Now in general you and partinobodycular took issue with some of the internal reasoning I gave in my arguments against MNP, but you did not object to the conclusion that MNP is false nor did you dispute ZP1. There is a possible objection to ZP1 that I anticipated in a few different posts, but since no one raised it it hasn't been important.
I think MNP is the main reason that common people believe moral neutrality exists, and I think it is founded on a strained idea of morality that doesn't hold up under scrutiny. It is the idea that commonplace acts have no moral quality; that if I steal a pack of gum I am involved in a moral act but if I buy a pack of gum I am not.
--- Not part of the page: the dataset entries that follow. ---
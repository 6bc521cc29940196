/// Gradus: a learning progression and eligibility engine
///
/// This library provides the core functionality for a degree-program
/// learning portal: a one-way module/lesson unlock state machine with
/// pre-assessment test-out, a daily streak and XP ledger, and a
/// denormalized course-group membership view kept consistent with the
/// authoritative course and student records.
///
/// ### Modules
///
/// - `calendar`: calendar-day normalization for streak accounting
/// - `config`: configuration loading and merging
/// - `db`: database connection management
/// - `dto`: request payload and query-string shapes
/// - `engine`: the progression, ledger, and eligibility engines
/// - `errors`: the API error type and its HTTP mapping
/// - `handlers`: axum request handlers, one per route
/// - `models`: data structures backing the store
/// - `repo`: repository layer for database operations
/// - `schema`: database schema definitions
///
/// ### Web API
///
/// The library exposes a RESTful API using Axum with the following endpoints:
///
/// - `POST /lessons/{id}/complete`: Mark a lesson completed
/// - `POST /courses/{course_id}/modules/{module_id}/pre-assessment`: Grade a test-out attempt
/// - `GET /courses/{id}/accessibility`: Per-module, per-lesson access view
/// - `POST /users/{id}/activity`: Record a day of study activity
/// - `POST /users/{id}/xp`: Credit XP directly
/// - `GET /leaderboard`: Weekly or semester ranking
/// - `GET /users/{id}/streak`: Streak status
/// - `POST /courses/{id}/sync-group`: Recompute a course's group
/// - `POST /users/{id}/sync-groups`: Re-derive a student's memberships
/// - `POST /users/{id}/promote`: Promote a student to the next semester
/// - `GET /users/{id}/tasks`: Pending tasks
/// - `POST /users/{id}/tasks/{task_id}/status`: Record a task disposition
pub mod calendar;
pub mod config;
pub mod db;
pub mod dto;
pub mod engine;
pub mod errors;
pub mod handlers;
pub mod models;
pub mod repo;
pub mod schema;

use axum::{
    routing::{get, post},
    Router,
};
use std::sync::Arc;
use tower_http::cors::CorsLayer;

use handlers::*;

/// Creates the application router with all routes
///
/// ### Arguments
///
/// * `pool` - The database connection pool to be shared with all handlers
///
/// ### Returns
///
/// An Axum Router configured with all routes and the database pool as state
pub fn create_app(pool: Arc<db::DbPool>) -> Router {
    Router::new()
        // Progression engine
        .route("/lessons/{id}/complete", post(complete_lesson_handler))
        .route(
            "/courses/{course_id}/modules/{module_id}/pre-assessment",
            post(submit_pre_assessment_handler),
        )
        .route("/courses/{id}/accessibility", get(get_accessibility_handler))
        // Ledger engine
        .route("/users/{id}/activity", post(record_activity_handler))
        .route("/users/{id}/xp", post(add_xp_handler))
        .route("/leaderboard", get(leaderboard_handler))
        .route("/users/{id}/streak", get(streak_status_handler))
        // Eligibility sync engine
        .route("/courses/{id}/sync-group", post(sync_course_group_handler))
        .route("/users/{id}/sync-groups", post(sync_student_groups_handler))
        .route("/users/{id}/promote", post(promote_student_handler))
        // Tasks
        .route("/users/{id}/tasks", get(pending_tasks_handler))
        .route(
            "/users/{id}/tasks/{task_id}/status",
            post(set_task_status_handler),
        )
        .layer(CorsLayer::permissive())
        // Add the database pool to the application state
        .with_state(pool)
}

/// Runs the embedded migrations
///
/// ### Arguments
///
/// * `conn` - A mutable reference to a SQLite connection
///
/// ### Panics
///
/// This function will panic if the migrations fail to run
pub fn run_migrations(conn: &mut diesel::SqliteConnection) {
    use diesel_migrations::{embed_migrations, EmbeddedMigrations, MigrationHarness};

    const MIGRATIONS: EmbeddedMigrations = embed_migrations!("migrations");

    conn.run_pending_migrations(MIGRATIONS)
        .expect("Failed to run migrations");
}

#[cfg(test)]
mod tests {
    use super::*;
    use diesel::{Connection, RunQueryDsl, SqliteConnection};

    /// Migrations should create every table the schema declares
    #[test]
    fn test_run_migrations() {
        let mut conn = SqliteConnection::establish(":memory:").unwrap();

        run_migrations(&mut conn);

        for table in [
            "users",
            "courses",
            "modules",
            "lessons",
            "course_progress",
            "course_groups",
            "tasks",
        ] {
            let result = diesel::sql_query(format!(
                "SELECT name FROM sqlite_master WHERE type='table' AND name='{}'",
                table
            ))
            .execute(&mut conn);
            assert!(result.is_ok());
        }
    }
}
@Moral Orel is the poster on CF who has most questioned morality, but he has at the same time denied the distinction between a "moral" act and a commonplace act. Thus in challenging moral realists on whether their morality has any grounding in reality, he has eventually come to the position that no 'oughts' exist--moral or otherwise. In my opinion Orel holds an uncommon variety of moral neutrality insofar as he holds that there are no rationally grounded 'oughts', and that he himself recognizes no normative obligations. I think both of those ideas are false, and this is one possible sidebar since it seems to be based on the same mistaken notion of morality that drives MNP. It seems to me that the only person who
might be morally neutral is the person who does not act at all, which is considered pathological.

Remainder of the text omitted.